Data extracted from a collection
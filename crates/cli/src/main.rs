//! Conveyor CLI
//!
//! Runs prompts through the agent pipeline and inspects the task history.

use std::path::PathBuf;
use std::sync::Arc;

use anyhow::{Context, Result};
use clap::{Parser, Subcommand};
use conveyor_core::agent::{AgentInvoker, ClaudeCliBackend};
use conveyor_core::models::AgentModel;
use conveyor_core::state::{io, TaskReport, TaskStore};
use conveyor_core::swarm::{
    Coordinator, PipelineEvent, PipelineEventKind, PipelineMode, TaskRequest, TaskScheduler,
};
use conveyor_core::PipelineConfig;
use tokio::sync::mpsc;
use tracing_subscriber::EnvFilter;

#[derive(Parser, Clone)]
#[command(author, version, about = "Conveyor - staged pipeline runner for a code agent")]
struct Args {
    #[command(subcommand)]
    command: CliCommand,
}

#[derive(Subcommand, Clone)]
enum CliCommand {
    /// Run a prompt through the pipeline
    Run {
        /// What the agent should do
        prompt: String,
        /// Pipeline mode (full, fast, simple); classified from the prompt when omitted
        #[arg(short, long)]
        mode: Option<PipelineMode>,
        /// Agent model (opus, sonnet, haiku)
        #[arg(long)]
        model: Option<AgentModel>,
        /// Directory the agent works in
        #[arg(short, long)]
        workspace: Option<PathBuf>,
        /// Continue from a finished task
        #[arg(long = "continue-from", value_name = "TASK_ID")]
        continue_from: Option<String>,
        /// File with extra domain hints for every stage
        #[arg(long, value_name = "FILE")]
        skills: Option<PathBuf>,
    },
    /// List recent tasks
    History {
        #[arg(short, long, default_value = "20")]
        limit: usize,
    },
    /// Print the stored report of a task as JSON
    Show { task_id: String },
    /// Print the resolved configuration
    Config,
}

fn init_logging() {
    let filter = EnvFilter::try_from_default_env().unwrap_or_else(|_| EnvFilter::new("info"));
    tracing_subscriber::fmt()
        .with_env_filter(filter)
        .with_target(false)
        .compact()
        .init();
}

fn print_event(event: &PipelineEvent) {
    let stage = event.stage.map(|s| s.to_string()).unwrap_or_default();
    match event.kind {
        PipelineEventKind::TaskQueued => println!("⏳ [{}] queued", event.task_id),
        PipelineEventKind::TaskStarted => println!(
            "🚀 [{}] started ({} mode)",
            event.task_id,
            event.mode.map(|m| m.as_str()).unwrap_or("?")
        ),
        PipelineEventKind::StageStarted => println!("   ▶ {}", stage),
        PipelineEventKind::StageCompleted => println!("   ✓ {}", stage),
        PipelineEventKind::StageFailed => println!("   ✗ {}", stage),
        PipelineEventKind::FixIterationStarted => {
            let iteration = event
                .data
                .as_ref()
                .and_then(|d| d.get("iteration"))
                .and_then(|v| v.as_u64())
                .unwrap_or(0);
            println!("   ↻ tests failing, fix attempt {}", iteration);
        }
        PipelineEventKind::TaskSucceeded | PipelineEventKind::TaskFailed => {}
    }
}

fn print_report(report: &TaskReport) {
    if report.succeeded() {
        println!("✅ Task {} succeeded", report.task_id);
    } else {
        println!("❌ Task {} failed", report.task_id);
    }
    for record in &report.stages {
        let mark = if record.success { "ok" } else { "failed" };
        println!("   {:<13} {:>7}ms  {}", record.stage.as_str(), record.duration_ms, mark);
    }
    if !report.changes.is_empty() {
        println!("   Changes:");
        for change in &report.changes {
            println!("     {}", change.render_line());
        }
    }
    if let Some(commit) = &report.commit {
        if commit.committed {
            println!(
                "   Commit: {} {}",
                commit.sha.as_deref().unwrap_or("(unknown)"),
                commit.message
            );
        }
    }
    if let Some(failure) = &report.failure {
        println!("   Error ({}): {}", failure.kind, failure.error);
        for test in &failure.failing_tests {
            println!("     - {}", test.summary_line());
        }
    }
}

async fn run_task(
    config: PipelineConfig,
    prompt: String,
    mode: Option<PipelineMode>,
    model: Option<AgentModel>,
    workspace: Option<PathBuf>,
    continue_from: Option<String>,
    skills: Option<PathBuf>,
) -> Result<bool> {
    let config = Arc::new(config);
    let store = Arc::new(TaskStore::open_at(&config.db_path)?);
    let backend = Arc::new(
        ClaudeCliBackend::new(config.agent_bin.clone()).with_args(config.agent_args.clone()),
    );
    let invoker = AgentInvoker::new(backend, config.agent_timeout());

    let (tx, mut rx) = mpsc::channel::<PipelineEvent>(100);
    let printer = tokio::spawn(async move {
        while let Some(event) = rx.recv().await {
            print_event(&event);
        }
    });

    let coordinator = Arc::new(
        Coordinator::new(invoker, config.clone())
            .with_event_channel(tx)
            .with_store(store),
    );
    let scheduler = TaskScheduler::new(coordinator, config.max_concurrent_tasks);

    let mut request = TaskRequest::new(prompt);
    if let Some(mode) = mode {
        request = request.with_mode(mode);
    }
    if let Some(model) = model {
        request = request.with_model(model);
    }
    if let Some(workspace) = workspace {
        request = request.with_workspace(workspace);
    }
    if let Some(path) = skills {
        let context = tokio::fs::read_to_string(&path)
            .await
            .with_context(|| format!("Failed to read skills file {:?}", path))?;
        request = request.with_skills_context(context);
    }

    let handle = match continue_from {
        Some(previous) => scheduler.submit_continuation(request, &previous)?,
        None => scheduler.submit(request),
    };
    let report = handle.wait().await?;

    // Closing the event channel ends the printer.
    drop(scheduler);
    let _ = printer.await;

    print_report(&report);
    Ok(report.succeeded())
}

#[tokio::main]
async fn main() -> Result<()> {
    let env_path = io::runtime_file(".env");
    if env_path.exists() {
        let _ = dotenvy::from_path(&env_path);
    }
    init_logging();

    let args = Args::parse();
    let config = PipelineConfig::load().await?;

    match args.command {
        CliCommand::Run {
            prompt,
            mode,
            model,
            workspace,
            continue_from,
            skills,
        } => {
            let succeeded =
                run_task(config, prompt, mode, model, workspace, continue_from, skills).await?;
            if !succeeded {
                std::process::exit(1);
            }
        }
        CliCommand::History { limit } => {
            let store = TaskStore::open_at(&config.db_path)?;
            let tasks = store.list_recent(limit)?;
            if tasks.is_empty() {
                println!("No tasks yet.");
            }
            for task in tasks {
                let status = serde_json::to_value(task.status)?;
                println!(
                    "{}  {}  {:<6}  {:<9}  {}",
                    task.finished_at.format("%Y-%m-%d %H:%M"),
                    task.task_id,
                    task.mode.as_str(),
                    status["status"].as_str().unwrap_or("?"),
                    task.prompt.lines().next().unwrap_or("")
                );
            }
        }
        CliCommand::Show { task_id } => {
            let store = TaskStore::open_at(&config.db_path)?;
            let report = store
                .load_report(&task_id)?
                .ok_or_else(|| anyhow::anyhow!("Unknown task '{}'", task_id))?;
            println!("{}", serde_json::to_string_pretty(&report)?);
        }
        CliCommand::Config => {
            println!("{}", serde_json::to_string_pretty(&config)?);
        }
    }

    Ok(())
}
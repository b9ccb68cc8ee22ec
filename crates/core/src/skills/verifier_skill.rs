//! # Verifier Skill
//!
//! Runs the tests and reports one record per test. A failing test is a normal
//! result here; the coordinator decides whether to enter the fix loop.

use super::SkillContext;
use crate::agent::AgentOutput;
use crate::error::StageError;
use crate::models::AgentTool;
use crate::state::{PipelineState, TestRecord};
use crate::swarm::continuation::render_change_lines;
use crate::swarm::pipeline::Stage;
use schemars::JsonSchema;
use serde::{Deserialize, Serialize};

pub const MAX_TURNS: u32 = 30;

/// Output from the verifier
#[derive(Debug, Clone, Serialize, Deserialize, JsonSchema)]
pub struct VerificationOutput {
    pub tests: Vec<TestRecord>,
}

impl VerificationOutput {
    pub fn failing(&self) -> Vec<TestRecord> {
        self.tests.iter().filter(|t| !t.passed).cloned().collect()
    }
}

impl AgentOutput for VerificationOutput {
    fn validate(&self) -> Result<(), String> {
        if self.tests.iter().any(|t| t.test_name.trim().is_empty()) {
            return Err("test record without a name".to_string());
        }
        Ok(())
    }
}

pub struct VerifierSkill;

impl VerifierSkill {
    pub fn build_prompt(state: &PipelineState) -> String {
        let mut prompt = format!("## Task that was implemented\n\n{}\n\n", state.prompt.trim());
        if state.changes.is_empty() {
            prompt.push_str("## Changes to verify\n\nNo file changes were recorded.\n");
        } else {
            prompt.push_str("## Changes to verify\n\n");
            prompt.push_str(&render_change_lines(&state.changes));
            prompt.push('\n');
        }
        prompt
    }

    /// Run a fresh verification pass. `state.tests` always holds the latest result.
    pub async fn run(
        state: &mut PipelineState,
        ctx: &SkillContext<'_>,
    ) -> Result<VerificationOutput, StageError> {
        let prompt = Self::build_prompt(state);
        let request = ctx.request(state, Stage::Verifying, prompt, AgentTool::EXECUTE, MAX_TURNS);
        let invocation = ctx.invoke::<VerificationOutput>(request).await?;

        state.sessions.set(Stage::Verifying, invocation.session_id);
        state.tests = invocation.parsed.tests.clone();

        tracing::info!(
            task_id = %state.task_id,
            total = invocation.parsed.tests.len(),
            failing = invocation.parsed.failing().len(),
            "Verification finished"
        );
        Ok(invocation.parsed)
    }
}

#[cfg(test)]
mod tests {
    use super::*;

    #[test]
    fn test_failing_filter() {
        let output: VerificationOutput = serde_json::from_str(
            r#"{"tests": [
                {"test_file": "t.rs", "test_name": "ok", "passed": true},
                {"test_file": "t.rs", "test_name": "bad", "passed": false, "error_message": "nope"}
            ]}"#,
        )
        .unwrap();
        assert_eq!(output.failing().len(), 1);
        assert_eq!(output.failing()[0].test_name, "bad");
    }

    #[test]
    fn test_no_tests_counts_as_passing() {
        let output = VerificationOutput { tests: vec![] };
        assert!(output.failing().is_empty());
        assert!(output.validate().is_ok());
    }
}
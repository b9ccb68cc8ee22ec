//! # Fix Loop
//!
//! Bounds the fix/verify passes that follow a failed verification and keeps
//! the failing-test history folded into each fix prompt.

use crate::error::StageError;
use crate::state::TestRecord;

/// Fix loop controller for one task
#[derive(Debug, Clone)]
pub struct FixLoop {
    max_iterations: u32,
    iterations: u32,
    /// Failing set after each verification, oldest first
    history: Vec<Vec<TestRecord>>,
}

impl FixLoop {
    pub fn new(max_iterations: u32) -> Self {
        Self {
            max_iterations,
            iterations: 0,
            history: Vec::new(),
        }
    }

    pub fn iterations(&self) -> u32 {
        self.iterations
    }

    pub fn max_iterations(&self) -> u32 {
        self.max_iterations
    }

    pub fn can_retry(&self) -> bool {
        self.iterations < self.max_iterations
    }

    /// Claim the next iteration. Returns false once the budget is spent.
    pub fn begin_iteration(&mut self) -> bool {
        if !self.can_retry() {
            return false;
        }
        self.iterations += 1;
        true
    }

    /// Store the failing tests of the latest verification
    pub fn record(&mut self, tests: &[TestRecord]) {
        let failing: Vec<TestRecord> = tests.iter().filter(|t| !t.passed).cloned().collect();
        if !failing.is_empty() {
            self.history.push(failing);
        }
    }

    /// Failing tests from the latest verification
    pub fn current_failures(&self) -> &[TestRecord] {
        self.history.last().map(Vec::as_slice).unwrap_or(&[])
    }

    /// Every distinct failure seen so far, rendered for the fix prompt.
    ///
    /// The latest message wins when a test failed more than once.
    pub fn failure_summary(&self) -> String {
        let mut seen: Vec<(String, String)> = Vec::new();
        for test in self.history.iter().flatten() {
            let key = format!("{}::{}", test.test_file, test.test_name);
            let line = test.summary_line();
            match seen.iter_mut().find(|(k, _)| *k == key) {
                Some(entry) => entry.1 = line,
                None => seen.push((key, line)),
            }
        }
        seen.into_iter()
            .map(|(_, line)| format!("- {}", line))
            .collect::<Vec<_>>()
            .join("\n")
    }

    /// Terminal error carrying the final failing set
    pub fn exhausted(&self) -> StageError {
        StageError::FixBudgetExhausted {
            iterations: self.iterations,
            failing: self.current_failures().to_vec(),
        }
    }
}

#[cfg(test)]
mod tests {
    use super::*;

    #[test]
    fn test_iteration_budget() {
        let mut fix_loop = FixLoop::new(2);
        assert!(fix_loop.begin_iteration());
        assert!(fix_loop.begin_iteration());
        assert!(!fix_loop.begin_iteration());
        assert_eq!(fix_loop.iterations(), 2);
        assert!(!fix_loop.can_retry());
    }

    #[test]
    fn test_summary_accumulates_across_iterations() {
        let mut fix_loop = FixLoop::new(3);
        fix_loop.record(&[
            TestRecord::failed("a.rs", "one", "boom"),
            TestRecord::passed("a.rs", "two"),
        ]);
        fix_loop.record(&[
            TestRecord::failed("a.rs", "one", "still boom"),
            TestRecord::failed("b.rs", "three", "new failure"),
        ]);

        let summary = fix_loop.failure_summary();
        assert_eq!(summary.lines().count(), 2);
        assert!(summary.contains("a.rs::one: still boom"));
        assert!(summary.contains("b.rs::three: new failure"));
        assert!(!summary.contains("two"));
    }

    #[test]
    fn test_exhausted_carries_latest_failures() {
        let mut fix_loop = FixLoop::new(1);
        fix_loop.record(&[TestRecord::failed("a.rs", "one", "boom")]);
        fix_loop.begin_iteration();
        fix_loop.record(&[TestRecord::failed("a.rs", "one", "again")]);

        match fix_loop.exhausted() {
            StageError::FixBudgetExhausted { iterations, failing } => {
                assert_eq!(iterations, 1);
                assert_eq!(failing.len(), 1);
                assert_eq!(failing[0].error_message.as_deref(), Some("again"));
            }
            other => panic!("unexpected error: {other:?}"),
        }
    }

    #[test]
    fn test_all_passing_records_nothing() {
        let mut fix_loop = FixLoop::new(3);
        fix_loop.record(&[TestRecord::passed("a.rs", "one")]);
        assert!(fix_loop.current_failures().is_empty());
        assert!(fix_loop.failure_summary().is_empty());
    }
}
//! # Mode Classifier
//!
//! Picks the pipeline mode for a prompt once, at admission. The estimate is
//! deterministic: word count plus word-boundary keyword matches.

use super::pipeline::PipelineMode;
use crate::config::PipelineConfig;

/// Prompts longer than this always get the full pipeline
const LONG_PROMPT_WORDS: usize = 40;
/// Only prompts up to this length qualify for simple mode
const SHORT_PROMPT_WORDS: usize = 15;

const STRUCTURAL_PATTERN: &str = r"(?i)\b(refactor\w*|migrat\w*|architecture|schema|database|endpoints?|integrat\w*|features?|redesign\w*|security|across|multiple)\b";
const TRIVIAL_PATTERN: &str =
    r"(?i)\b(typos?|renam\w*|comments?|wording|labels?|colou?rs?|text|spelling)\b";
const QUESTION_PATTERN: &str =
    r"(?i)^\s*(what|why|how|where|which|who|when|is|are|does|do|can|should|explain)\b";

fn matches(pattern: &str, text: &str) -> bool {
    match regex::Regex::new(pattern) {
        Ok(re) => re.is_match(text),
        Err(e) => {
            tracing::warn!("Invalid classifier pattern: {}", e);
            false
        }
    }
}

fn is_question(prompt: &str) -> bool {
    prompt.trim_end().ends_with('?') || matches(QUESTION_PATTERN, prompt)
}

/// Complexity estimate for a prompt
pub fn classify(prompt: &str) -> PipelineMode {
    let words = prompt.split_whitespace().count();

    if words > LONG_PROMPT_WORDS || matches(STRUCTURAL_PATTERN, prompt) {
        return PipelineMode::Full;
    }
    if words > 0
        && words <= SHORT_PROMPT_WORDS
        && (is_question(prompt) || matches(TRIVIAL_PATTERN, prompt))
    {
        return PipelineMode::Simple;
    }
    PipelineMode::Fast
}

/// Request mode, then `config.force_mode`, then the classifier
pub fn resolve_mode(
    requested: Option<PipelineMode>,
    config: &PipelineConfig,
    prompt: &str,
) -> PipelineMode {
    requested
        .or(config.force_mode)
        .unwrap_or_else(|| classify(prompt))
}

#[cfg(test)]
mod tests {
    use super::*;

    #[test]
    fn test_structural_keywords_need_full() {
        assert_eq!(
            classify("Refactor the billing module into separate services"),
            PipelineMode::Full
        );
        assert_eq!(classify("Add an endpoint for invoices"), PipelineMode::Full);
        assert_eq!(classify("Migrate users to the new schema"), PipelineMode::Full);
    }

    #[test]
    fn test_long_prompts_need_full() {
        let prompt = "please adjust ".repeat(21);
        assert_eq!(classify(&prompt), PipelineMode::Full);
    }

    #[test]
    fn test_questions_and_trivial_edits_are_simple() {
        assert_eq!(classify("What does the retry helper do?"), PipelineMode::Simple);
        assert_eq!(classify("Fix the typo in the README"), PipelineMode::Simple);
        assert_eq!(classify("Rename getUser to fetchUser"), PipelineMode::Simple);
    }

    #[test]
    fn test_everything_else_is_fast() {
        assert_eq!(
            classify("Add a --verbose flag to the export command"),
            PipelineMode::Fast
        );
        assert_eq!(classify(""), PipelineMode::Fast);
    }

    #[test]
    fn test_word_boundaries() {
        // "texture" must not count as the trivial keyword "text".
        assert_eq!(classify("Cache the texture atlas on load"), PipelineMode::Fast);
    }

    #[test]
    fn test_classification_is_deterministic() {
        let prompt = "Why is the login test flaky?";
        assert_eq!(classify(prompt), classify(prompt));
    }

    #[test]
    fn test_precedence() {
        let mut config = PipelineConfig::default();
        let prompt = "Fix the typo in the README";
        assert_eq!(resolve_mode(None, &config, prompt), PipelineMode::Simple);

        config.force_mode = Some(PipelineMode::Fast);
        assert_eq!(resolve_mode(None, &config, prompt), PipelineMode::Fast);
        assert_eq!(
            resolve_mode(Some(PipelineMode::Full), &config, prompt),
            PipelineMode::Full
        );
    }
}
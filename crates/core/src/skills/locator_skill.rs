//! # Locator Skill
//!
//! Finds the files relevant to the prompt. The agent gets a candidate listing
//! of the workspace (gitignore-aware) so it does not have to walk the tree itself.

use super::SkillContext;
use crate::agent::AgentOutput;
use crate::error::StageError;
use crate::models::AgentTool;
use crate::state::{LocatedFile, PipelineState};
use crate::swarm::pipeline::Stage;
use crate::tools::workspace::{self, WorkspaceListing};
use schemars::JsonSchema;
use serde::{Deserialize, Serialize};

pub const MAX_TURNS: u32 = 10;

/// Upper bound on the candidate listing put in the prompt
const CANDIDATE_LIMIT: usize = 400;

/// Output from the locator
#[derive(Debug, Clone, Serialize, Deserialize, JsonSchema)]
pub struct LocatorOutput {
    /// Files relevant to the task, most important first
    pub files: Vec<LocatedFile>,
    /// One-paragraph overview of where the change lives
    pub summary: String,
}

impl AgentOutput for LocatorOutput {
    fn validate(&self) -> Result<(), String> {
        if self.files.iter().any(|f| f.path.trim().is_empty()) {
            return Err("located file with an empty path".to_string());
        }
        Ok(())
    }
}

pub struct LocatorSkill;

impl LocatorSkill {
    pub fn build_prompt(state: &PipelineState, candidates: &WorkspaceListing) -> String {
        let mut prompt = format!("## Task\n\n{}\n\n## Candidate files\n\n", state.prompt.trim());
        if candidates.files.is_empty() {
            prompt.push_str("(the workspace has no tracked files yet)\n");
        }
        for path in &candidates.files {
            prompt.push_str(path);
            prompt.push('\n');
        }
        if candidates.truncated {
            prompt.push_str("(listing truncated; search the tree for anything missing)\n");
        }
        prompt
    }

    /// List the workspace, ask the agent to pick the relevant files and
    /// record them on the task.
    pub async fn run(
        state: &mut PipelineState,
        ctx: &SkillContext<'_>,
    ) -> Result<LocatorOutput, StageError> {
        let candidates = workspace::list_files(&state.workspace, CANDIDATE_LIMIT)
            .await
            .map_err(|e| StageError::Tool {
                stage: Stage::Locating,
                reason: e.to_string(),
            })?;

        let prompt = Self::build_prompt(state, &candidates);
        let request = ctx.request(state, Stage::Locating, prompt, AgentTool::READ_ONLY, MAX_TURNS);
        let invocation = ctx.invoke::<LocatorOutput>(request).await?;

        state.sessions.set(Stage::Locating, invocation.session_id);
        state.relevant_files = invocation.parsed.files.clone();

        tracing::info!(
            task_id = %state.task_id,
            files = state.relevant_files.len(),
            "Located relevant files"
        );
        Ok(invocation.parsed)
    }
}

#[cfg(test)]
mod tests {
    use super::*;
    use crate::models::AgentModel;
    use crate::swarm::pipeline::PipelineMode;

    #[test]
    fn test_prompt_lists_candidates() {
        let state = PipelineState::new("t", "Add a health check", ".", AgentModel::Sonnet, PipelineMode::Full);
        let mut listing = WorkspaceListing {
            files: vec!["src/main.rs".to_string(), "src/routes.rs".to_string()],
            truncated: false,
        };
        let prompt = LocatorSkill::build_prompt(&state, &listing);
        assert!(prompt.contains("Add a health check"));
        assert!(prompt.contains("src/routes.rs\n"));
        assert!(!prompt.contains("truncated"));

        listing.truncated = true;
        assert!(LocatorSkill::build_prompt(&state, &listing).contains("listing truncated"));
    }

    #[test]
    fn test_empty_path_is_invalid() {
        let output = LocatorOutput {
            files: vec![LocatedFile {
                path: " ".to_string(),
                reason: "?".to_string(),
            }],
            summary: String::new(),
        };
        assert!(output.validate().is_err());
    }
}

### Your task
Check each line above for the word "PipelineConfig". Then state how many lines contain it, and nothing more.

### Response to the task
6